§ **TASK DIRECTIONS**
If a line in the material below has the word "Invalid", copy it.

§ **MATERIAL TO PROCESS**

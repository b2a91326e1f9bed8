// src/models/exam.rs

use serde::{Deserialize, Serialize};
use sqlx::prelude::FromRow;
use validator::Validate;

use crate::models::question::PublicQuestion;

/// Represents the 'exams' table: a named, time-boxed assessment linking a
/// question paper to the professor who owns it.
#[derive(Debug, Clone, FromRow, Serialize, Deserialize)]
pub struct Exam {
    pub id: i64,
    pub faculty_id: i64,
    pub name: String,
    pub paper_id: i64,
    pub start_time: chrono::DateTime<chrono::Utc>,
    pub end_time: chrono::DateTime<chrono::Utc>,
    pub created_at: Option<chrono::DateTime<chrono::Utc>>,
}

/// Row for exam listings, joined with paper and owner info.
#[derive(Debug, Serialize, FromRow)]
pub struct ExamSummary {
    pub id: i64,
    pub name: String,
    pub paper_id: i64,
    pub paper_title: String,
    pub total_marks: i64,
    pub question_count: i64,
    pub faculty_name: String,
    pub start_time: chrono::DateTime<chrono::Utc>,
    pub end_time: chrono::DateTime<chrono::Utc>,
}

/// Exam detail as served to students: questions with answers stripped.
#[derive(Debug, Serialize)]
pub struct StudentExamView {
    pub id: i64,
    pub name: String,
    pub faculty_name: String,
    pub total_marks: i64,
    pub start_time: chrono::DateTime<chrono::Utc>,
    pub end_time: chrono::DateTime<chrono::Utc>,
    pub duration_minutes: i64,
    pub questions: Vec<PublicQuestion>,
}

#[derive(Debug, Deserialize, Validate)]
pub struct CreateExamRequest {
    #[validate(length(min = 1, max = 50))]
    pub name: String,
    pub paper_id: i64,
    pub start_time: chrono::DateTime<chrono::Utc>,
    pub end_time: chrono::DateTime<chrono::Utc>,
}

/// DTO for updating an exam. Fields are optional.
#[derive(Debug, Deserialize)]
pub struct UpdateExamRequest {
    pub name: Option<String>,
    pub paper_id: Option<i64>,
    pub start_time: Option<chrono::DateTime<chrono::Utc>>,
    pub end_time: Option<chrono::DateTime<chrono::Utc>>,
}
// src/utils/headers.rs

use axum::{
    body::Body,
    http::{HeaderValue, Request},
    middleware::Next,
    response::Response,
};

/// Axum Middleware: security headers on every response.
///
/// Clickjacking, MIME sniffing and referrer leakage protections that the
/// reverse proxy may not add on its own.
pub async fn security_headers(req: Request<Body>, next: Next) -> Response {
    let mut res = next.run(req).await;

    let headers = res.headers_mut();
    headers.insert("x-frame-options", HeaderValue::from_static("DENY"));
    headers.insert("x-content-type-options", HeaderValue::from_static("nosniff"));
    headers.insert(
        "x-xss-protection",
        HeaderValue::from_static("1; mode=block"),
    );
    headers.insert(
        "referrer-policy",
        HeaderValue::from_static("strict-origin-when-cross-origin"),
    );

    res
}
--
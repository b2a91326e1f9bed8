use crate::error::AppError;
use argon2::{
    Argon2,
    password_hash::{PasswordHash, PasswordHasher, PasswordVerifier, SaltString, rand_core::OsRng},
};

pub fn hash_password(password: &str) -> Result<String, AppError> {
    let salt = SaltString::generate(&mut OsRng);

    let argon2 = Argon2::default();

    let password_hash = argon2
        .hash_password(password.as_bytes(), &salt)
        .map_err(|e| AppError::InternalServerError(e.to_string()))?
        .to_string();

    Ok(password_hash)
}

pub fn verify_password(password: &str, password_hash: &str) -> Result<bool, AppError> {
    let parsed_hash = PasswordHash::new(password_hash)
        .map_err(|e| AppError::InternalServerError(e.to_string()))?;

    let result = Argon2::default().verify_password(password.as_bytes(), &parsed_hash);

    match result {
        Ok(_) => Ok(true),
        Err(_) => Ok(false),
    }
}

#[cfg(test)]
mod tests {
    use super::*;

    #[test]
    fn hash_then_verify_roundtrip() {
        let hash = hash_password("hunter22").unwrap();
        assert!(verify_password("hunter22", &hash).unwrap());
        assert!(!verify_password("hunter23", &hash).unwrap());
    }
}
* * *
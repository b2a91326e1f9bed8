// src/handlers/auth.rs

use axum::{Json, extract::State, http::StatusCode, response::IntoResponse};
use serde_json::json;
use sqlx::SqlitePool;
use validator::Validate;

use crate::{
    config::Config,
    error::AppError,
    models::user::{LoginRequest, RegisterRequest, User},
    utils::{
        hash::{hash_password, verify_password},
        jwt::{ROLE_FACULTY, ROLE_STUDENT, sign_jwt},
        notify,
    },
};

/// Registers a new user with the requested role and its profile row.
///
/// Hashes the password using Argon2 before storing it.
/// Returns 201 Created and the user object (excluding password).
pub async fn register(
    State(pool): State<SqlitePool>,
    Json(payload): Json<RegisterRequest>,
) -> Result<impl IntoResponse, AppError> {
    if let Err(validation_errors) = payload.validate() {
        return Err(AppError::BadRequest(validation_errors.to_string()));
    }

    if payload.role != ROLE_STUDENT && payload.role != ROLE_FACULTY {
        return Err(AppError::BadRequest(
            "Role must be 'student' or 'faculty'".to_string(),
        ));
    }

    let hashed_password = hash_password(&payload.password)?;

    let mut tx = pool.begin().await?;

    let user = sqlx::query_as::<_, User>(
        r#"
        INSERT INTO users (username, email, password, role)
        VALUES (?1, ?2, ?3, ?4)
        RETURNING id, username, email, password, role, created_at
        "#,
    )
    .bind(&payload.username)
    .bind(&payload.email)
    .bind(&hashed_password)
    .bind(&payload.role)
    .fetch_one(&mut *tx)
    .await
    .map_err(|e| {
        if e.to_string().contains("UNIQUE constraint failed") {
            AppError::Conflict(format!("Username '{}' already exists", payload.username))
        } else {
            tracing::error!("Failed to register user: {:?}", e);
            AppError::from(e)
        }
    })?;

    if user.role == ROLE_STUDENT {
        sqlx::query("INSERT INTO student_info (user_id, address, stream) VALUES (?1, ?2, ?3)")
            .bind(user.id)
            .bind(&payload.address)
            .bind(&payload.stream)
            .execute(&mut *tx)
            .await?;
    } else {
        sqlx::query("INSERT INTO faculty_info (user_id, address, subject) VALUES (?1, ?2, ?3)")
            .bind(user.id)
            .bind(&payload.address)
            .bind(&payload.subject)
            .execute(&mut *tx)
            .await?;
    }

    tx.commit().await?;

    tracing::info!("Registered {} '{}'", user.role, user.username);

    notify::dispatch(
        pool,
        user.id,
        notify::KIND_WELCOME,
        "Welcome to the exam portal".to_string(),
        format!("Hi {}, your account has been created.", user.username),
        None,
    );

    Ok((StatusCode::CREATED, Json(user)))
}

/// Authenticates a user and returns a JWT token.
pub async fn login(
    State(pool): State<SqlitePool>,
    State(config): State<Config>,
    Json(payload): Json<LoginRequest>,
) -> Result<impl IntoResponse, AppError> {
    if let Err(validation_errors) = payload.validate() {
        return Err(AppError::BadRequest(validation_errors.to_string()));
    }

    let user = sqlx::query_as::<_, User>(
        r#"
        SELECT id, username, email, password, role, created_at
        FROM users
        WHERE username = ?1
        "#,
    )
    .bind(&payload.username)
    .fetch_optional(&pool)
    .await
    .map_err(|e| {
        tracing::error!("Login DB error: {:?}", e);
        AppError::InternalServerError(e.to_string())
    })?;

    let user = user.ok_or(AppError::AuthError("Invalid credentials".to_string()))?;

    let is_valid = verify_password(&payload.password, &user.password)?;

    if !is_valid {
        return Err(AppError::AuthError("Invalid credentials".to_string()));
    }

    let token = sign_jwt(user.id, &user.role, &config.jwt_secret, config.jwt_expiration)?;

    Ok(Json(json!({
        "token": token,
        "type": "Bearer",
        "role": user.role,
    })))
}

§ **SOLUTION TO THIS PROBLEM**
    let user = user.ok_or(AppError::AuthError("Invalid credentials".to_string()))?;
        return Err(AppError::AuthError("Invalid credentials".to_string()));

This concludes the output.